### What this task involves
A complete answer includes every line below with the word "broadcast".

(Items from a data source)
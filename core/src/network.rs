pub mod tcp;
use std::net::Ipv4Addr;

use pnet::ipnetwork::Ipv4Network;

/// A continuous, inclusive range of IPv4 addresses.
#[derive(Debug, Clone, Copy, PartialEq, Eq, Hash)]
pub struct Ipv4Range {
    pub start_addr: Ipv4Addr,
    pub end_addr: Ipv4Addr,
}

impl Ipv4Range {
    pub fn new(start_addr: Ipv4Addr, end_addr: Ipv4Addr) -> Self {
        Self {
            start_addr,
            end_addr,
        }
    }

    pub fn iter(&self) -> impl DoubleEndedIterator<Item = Ipv4Addr> + Clone {
        let start: u32 = u32::from(self.start_addr);
        let end: u32 = u32::from(self.end_addr);
        (start..=end).map(Ipv4Addr::from)
    }

    /// Number of addresses in the range, `0` when start is after end.
    pub fn len(&self) -> u64 {
        let start: u64 = u64::from(u32::from(self.start_addr));
        let end: u64 = u64::from(u32::from(self.end_addr));
        if start > end { 0 } else { end - start + 1 }
    }

    pub fn is_empty(&self) -> bool {
        self.len() == 0
    }
}

/// The host addresses of a network.
///
/// Network and broadcast addresses are excluded, except for point-to-point
/// `/31` networks (both addresses usable) and single-host `/32` networks.
pub fn usable_range(network: &Ipv4Network) -> Ipv4Range {
    let start: u32 = u32::from(network.network());
    let end: u32 = u32::from(network.broadcast());

    match network.prefix() {
        31 | 32 => Ipv4Range::new(Ipv4Addr::from(start), Ipv4Addr::from(end)),
        _ => Ipv4Range::new(
            Ipv4Addr::from(start.saturating_add(1)),
            Ipv4Addr::from(end.saturating_sub(1)),
        ),
    }
}

// ╔════════════════════════════════════════════╗
// ║ ████████╗███████╗███████╗████████╗███████╗ ║
// ║ ╚══██╔══╝██╔════╝██╔════╝╚══██╔══╝██╔════╝ ║
// ║    ██║   █████╗  ███████╗   ██║   ███████╗ ║
// ║    ██║   ██╔══╝  ╚════██║   ██║   ╚════██║ ║
// ║    ██║   ███████╗███████║   ██║   ███████║ ║
// ║    ╚═╝   ╚══════╝╚══════╝   ╚═╝   ╚══════╝ ║
// ╚════════════════════════════════════════════╝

### Answer to the problem
/// Network and broadcast addresses are excluded, except for point-to-point
    let end: u32 = u32::from(network.broadcast());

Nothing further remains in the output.